They marched away from the school at eve,
But at dawn came back for good,
With deathless blooms from uncoffin'd tombs
To lay at our Founder's shrine.
As many are they as ourselves to-day,
And their place is yours and mine."
"But who are the ones they can help or harm?"
"Each small boy, never so new,
Has an Elder Brother to take his arm,
And show him the thing to do—
And the thing to resist with a doubled fist,
If he'd be nor knave nor fool—
And the Game to play if he'd tread the way
Of the School behind the school."
Ruddy Young Ginger
(1915)
Ruddy young Ginger was somewhere in camp,
War broke it up in a day,
Packing cadets of the steadier stamp
Home with the smallest delay.
Ginger braves town in his O.T.C. rags —
Beards a Staff Marquis — the limb!
Saying, " Your son, Sir, is one of my fags,"

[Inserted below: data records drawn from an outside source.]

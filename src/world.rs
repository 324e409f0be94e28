//! Body registry and fixed-tick driver.

use std::collections::HashMap;

use glam::Vec2;
use hecs::Entity;
use log::debug;
use rand::rngs::StdRng;
use rand::SeedableRng;
use thiserror::Error;

use crate::components::{
    Aabb, BodyId, BodyKind, Color, DashState, Grounded, Moveable, Player, PlayerFsm, Terrain,
    Velocity,
};
use crate::config::PhysicsConfig;
use crate::engine::input::InputState;
use crate::events::{BodyDescription, WorldEvent};
use crate::scene::prefabs::{BodySpec, PLAYER_COLOR};
use crate::systems::{self, StepCtx};

#[derive(Debug, Error, PartialEq, Eq)]
pub enum WorldError {
    #[error("world has no player")]
    NoPlayer,
}

/// Point-in-time copy of one body's state.
#[derive(Clone, Debug, PartialEq)]
pub struct BodySnapshot {
    pub id: BodyId,
    pub kind: BodyKind,
    pub aabb: Aabb,
    pub velocity: Vec2,
    pub grounded: bool,
}

#[derive(Clone, Debug, PartialEq)]
pub struct PlayerSnapshot {
    pub body: BodySnapshot,
    pub can_dash: bool,
}

/// Registry of every body plus the tick driver.
///
/// Solid terrain lives in `statics`, boxes in `moveables`, both in
/// registration order. The player is tracked on its own and is in neither
/// list. Decorative terrain is spawned (so it can be described and removed)
/// but takes no part in collision.
pub struct World {
    ecs: hecs::World,
    config: PhysicsConfig,
    gravity: f32,
    statics: Vec<Entity>,
    moveables: Vec<Entity>,
    player: Option<Entity>,
    index: HashMap<BodyId, Entity>,
    next_id: u64,
    events: Vec<WorldEvent>,
    rng: StdRng,
    ticks: u64,
}

impl Default for World {
    fn default() -> Self {
        Self::new(PhysicsConfig::default())
    }
}

impl World {
    pub fn new(config: PhysicsConfig) -> Self {
        Self {
            ecs: hecs::World::new(),
            gravity: config.gravity,
            rng: StdRng::seed_from_u64(config.seed),
            config,
            statics: Vec::new(),
            moveables: Vec::new(),
            player: None,
            index: HashMap::new(),
            next_id: 0,
            events: Vec::new(),
            ticks: 0,
        }
    }

    pub fn config(&self) -> &PhysicsConfig {
        &self.config
    }

    pub fn gravity(&self) -> f32 {
        self.gravity
    }

    /// Number of scheduled ticks run so far.
    pub fn ticks(&self) -> u64 {
        self.ticks
    }

    fn allocate_id(&mut self) -> BodyId {
        let id = BodyId(self.next_id);
        self.next_id += 1;
        id
    }

    fn id_of(&self, entity: Entity) -> Option<BodyId> {
        self.ecs.get::<&BodyId>(entity).ok().map(|id| *id)
    }

    // -----------------------------------------------------------------------
    // Lifecycle
    // -----------------------------------------------------------------------

    /// Register a body and return its id.
    pub fn add(&mut self, spec: BodySpec) -> BodyId {
        let id = self.allocate_id();
        let kind = spec.kind();
        let aabb = *spec.aabb();
        let color = spec.color().to_string();

        let entity = match spec {
            BodySpec::Terrain {
                solid, breakable, ..
            } => {
                let entity = self.ecs.spawn((id, aabb, Terrain { solid, breakable }, Color(color.clone())));
                if solid {
                    self.statics.push(entity);
                }
                entity
            }
            BodySpec::Moveable { .. } => {
                let entity = self.ecs.spawn((id, aabb, Velocity::default(), Moveable, Color(color.clone())));
                self.moveables.push(entity);
                entity
            }
        };
        self.index.insert(id, entity);
        self.events.push(WorldEvent::Spawned(BodyDescription {
            id,
            aabb,
            color,
            kind,
        }));
        id
    }

    /// Place the player at `pos`, replacing any existing player.
    pub fn spawn_player(&mut self, pos: Vec2) -> BodyId {
        if let Some(id) = self.player.and_then(|e| self.id_of(e)) {
            self.remove(id);
        }

        let id = self.allocate_id();
        let aabb = Aabb {
            pos,
            size: Vec2::splat(self.config.player_size),
        };
        let entity = self.ecs.spawn((
            id,
            aabb,
            Velocity::default(),
            Player,
            PlayerFsm::new(DashState::Ready),
            Color(PLAYER_COLOR.to_string()),
        ));
        self.player = Some(entity);
        self.index.insert(id, entity);
        self.events.push(WorldEvent::Spawned(BodyDescription {
            id,
            aabb,
            color: PLAYER_COLOR.to_string(),
            kind: BodyKind::Player,
        }));
        id
    }

    /// Unregister a body. Returns `false` if it was already gone.
    pub fn remove(&mut self, id: BodyId) -> bool {
        let Some(entity) = self.index.remove(&id) else {
            return false;
        };
        self.statics.retain(|&e| e != entity);
        self.moveables.retain(|&e| e != entity);
        if self.player == Some(entity) {
            self.player = None;
        }
        let _ = self.ecs.despawn(entity);
        self.events.push(WorldEvent::Removed { id });
        true
    }

    /// Shatter a terrain body: remove it and emit its debris burst.
    ///
    /// Idempotent: a body that is already gone (or is not terrain) is left
    /// alone and `false` is returned.
    pub fn break_body(&mut self, id: BodyId, impact: Vec2) -> bool {
        let Some(&entity) = self.index.get(&id) else {
            return false;
        };
        if self.ecs.get::<&Terrain>(entity).is_err() {
            return false;
        }
        let Ok(aabb) = self.ecs.get::<&Aabb>(entity).map(|a| *a) else {
            return false;
        };
        let color = self
            .ecs
            .get::<&Color>(entity)
            .map(|c| c.0.clone())
            .unwrap_or_default();

        self.remove(id);
        let effect = systems::shatter(&mut self.rng, &self.config, id, &aabb, &color, impact);
        debug!("{id} shattered at {:?}, impact {:?}", aabb.pos, impact);
        self.events.push(WorldEvent::Broken(effect));
        true
    }

    // -----------------------------------------------------------------------
    // Gravity
    // -----------------------------------------------------------------------

    /// Change gravity and immediately re-step every box.
    ///
    /// The player always loses `Grounded`. When the sign flips, every box
    /// loses it too, since its resting surface is now on the wrong side.
    pub fn set_gravity(&mut self, value: f32) {
        let flipped = (value > 0.0) != (self.gravity > 0.0);
        self.gravity = value;

        if let Some(player) = self.player {
            let _ = self.ecs.remove_one::<Grounded>(player);
        }
        if flipped {
            debug!("gravity flipped to {value}");
            for &entity in &self.moveables {
                let _ = self.ecs.remove_one::<Grounded>(entity);
            }
        }
        self.step_moveables();
    }

    // -----------------------------------------------------------------------
    // Tick
    // -----------------------------------------------------------------------

    /// Advance one fixed tick: the player first, then boxes in registration order.
    pub fn tick(&mut self, input: &InputState) {
        self.ticks += 1;
        if let Some(player) = self.player {
            self.step_player(player, input);
        }
        self.step_moveables();
    }

    fn step_player(&mut self, entity: Entity, input: &InputState) {
        let report = {
            let ctx = StepCtx {
                statics: &self.statics,
                moveables: &self.moveables,
                gravity: self.gravity,
                config: &self.config,
            };
            systems::apply_intents(&mut self.ecs, &ctx, entity, input);
            systems::player_step(&mut self.ecs, &ctx, entity)
        };

        if let Some((wall, impact)) = report.broke {
            if let Some(id) = self.id_of(wall) {
                self.break_body(id, impact);
            }
        }
        self.emit_step(entity, report.landed);
    }

    /// Steps every box in registration order.
    ///
    /// Iterates a snapshot of the list and skips bodies despawned since the
    /// snapshot was taken, so removal during the pass is safe.
    fn step_moveables(&mut self) {
        let order = self.moveables.clone();
        for entity in order {
            if !self.ecs.contains(entity) {
                continue;
            }
            let landed = {
                let ctx = StepCtx {
                    statics: &self.statics,
                    moveables: &self.moveables,
                    gravity: self.gravity,
                    config: &self.config,
                };
                systems::moveable_step(&mut self.ecs, &ctx, entity)
            };
            self.emit_step(entity, landed);
        }
    }

    fn emit_step(&mut self, entity: Entity, landed: bool) {
        let Some(id) = self.id_of(entity) else {
            return;
        };
        if let Ok(aabb) = self.ecs.get::<&Aabb>(entity) {
            self.events.push(WorldEvent::Moved {
                id,
                position: aabb.pos,
            });
        }
        if landed {
            debug!("{id} landed");
            self.events.push(WorldEvent::Landed { id });
        }
    }

    /// Take every event produced since the last drain.
    pub fn drain_events(&mut self) -> Vec<WorldEvent> {
        std::mem::take(&mut self.events)
    }

    // -----------------------------------------------------------------------
    // Queries
    // -----------------------------------------------------------------------

    /// Whether the body is grounded right now, rechecked against live contacts.
    pub fn is_grounded(&self, id: BodyId) -> bool {
        let Some(&entity) = self.index.get(&id) else {
            return false;
        };
        let ctx = StepCtx {
            statics: &self.statics,
            moveables: &self.moveables,
            gravity: self.gravity,
            config: &self.config,
        };
        systems::is_grounded(&self.ecs, &ctx, entity)
    }

    pub fn contains(&self, id: BodyId) -> bool {
        self.index.contains_key(&id)
    }

    pub fn player_id(&self) -> Option<BodyId> {
        self.player.and_then(|e| self.id_of(e))
    }

    /// Solid terrain ids, in registration order.
    pub fn statics(&self) -> impl Iterator<Item = BodyId> + '_ {
        self.statics.iter().filter_map(|&e| self.id_of(e))
    }

    /// Box ids, in registration order.
    pub fn moveables(&self) -> impl Iterator<Item = BodyId> + '_ {
        self.moveables.iter().filter_map(|&e| self.id_of(e))
    }

    pub fn body(&self, id: BodyId) -> Option<BodySnapshot> {
        let &entity = self.index.get(&id)?;
        let aabb = *self.ecs.get::<&Aabb>(entity).ok()?;
        let velocity = self.ecs.get::<&Velocity>(entity).map(|v| v.0).unwrap_or(Vec2::ZERO);
        let kind = if self.ecs.get::<&Player>(entity).is_ok() {
            BodyKind::Player
        } else if self.ecs.get::<&Moveable>(entity).is_ok() {
            BodyKind::Moveable
        } else {
            match self.ecs.get::<&Terrain>(entity).map(|t| *t) {
                Ok(Terrain { solid: false, .. }) => BodyKind::Decor,
                Ok(Terrain { breakable: true, .. }) => BodyKind::Breakable,
                _ => BodyKind::Solid,
            }
        };
        Some(BodySnapshot {
            id,
            kind,
            aabb,
            velocity,
            grounded: self.ecs.get::<&Grounded>(entity).is_ok(),
        })
    }

    pub fn player(&self) -> Result<PlayerSnapshot, WorldError> {
        let id = self.player_id().ok_or(WorldError::NoPlayer)?;
        let body = self.body(id).ok_or(WorldError::NoPlayer)?;
        let can_dash = self
            .player
            .and_then(|e| self.ecs.get::<&PlayerFsm>(e).ok().map(|fsm| fsm.state == DashState::Ready))
            .unwrap_or(false);
        Ok(PlayerSnapshot { body, can_dash })
    }

    /// Overwrite a body's velocity. Returns `false` for bodies without one.
    pub fn set_velocity(&mut self, id: BodyId, velocity: Vec2) -> bool {
        let Some(&entity) = self.index.get(&id) else {
            return false;
        };
        match self.ecs.get::<&mut Velocity>(entity) {
            Ok(mut vel) => {
                vel.0 = velocity;
                true
            }
            Err(_) => false,
        }
    }
}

Gets a Commission through him.
Then to his tailor's for khaki complet; Then to Pall Mall for a sword; Lastly, a wire to his people to say, "Left school — joined the Line — are you bored? "
And it was a bit cool (A term's fees in the pool By a rule of the school). There were those who said " Fool! " Of young Ginger.
Ruddy young Ginger! Who gave him that name?
Tommies who had his own nerve!
"Into 'im, Ginger!" was heard in a game
With a neighbouring Special Reserve.
Blushing and grinning and looking fifteen,
Ginger, with howitzer punt,
Bags his man's wind as succinctly and clean
As he hopes to bag Huns at the front.
Death on recruits who fall out by the way,
Sentries who yawn at their post,
Yet he sang such a song at the Y.M.C.A.
That the C.O. turned green as a ghost!
Less the song than the stance,
And the dissolute dance,
Drew a glance so askance
That . . . they packed him to France,
Little Ginger.
Next month, to the haunts of fine Ladies and Lords
I ventured, in Grosvenor Square:
The stateliest chambers were hospital wards—
And ruddy young Ginger was there.
In spite of his hurts he looked never so red,
Nor ever less shy or sedate,
Though his hair had been cropped (by machine- gun, he said)
And bandages turbaned his pate.
He was mostly in holes—but his cheek was intact!
I could not but notice, with joy,
The loveliest Sisters had most to transact
With ruddy young Ginger—some boy!
Slaying Huns by the tons,
With a smile like a nun's—
Oh! of all the brave ones,
All the sons of our guns—
Give me Ginger!
The Ballad of Ensign Joy
(1917)
Solomon cited wonders three; One was the way of a ship at sea, One was the way of a mighty bird, And the way of a serpent was the third. But Solomon (since he was in the trade) Appended the way of a man with a maid: And Solomon (still in the flesh) might add The way of a maid with a soldier lad.
This is the story of Ensign Joy
(And the obsolete rank withal
That I love for each gentle English boy
Who jumped to his country's call.
By their fire and fun, and the deeds they've done,
I would gazette them Second to none Who faces a gun in Gaul!)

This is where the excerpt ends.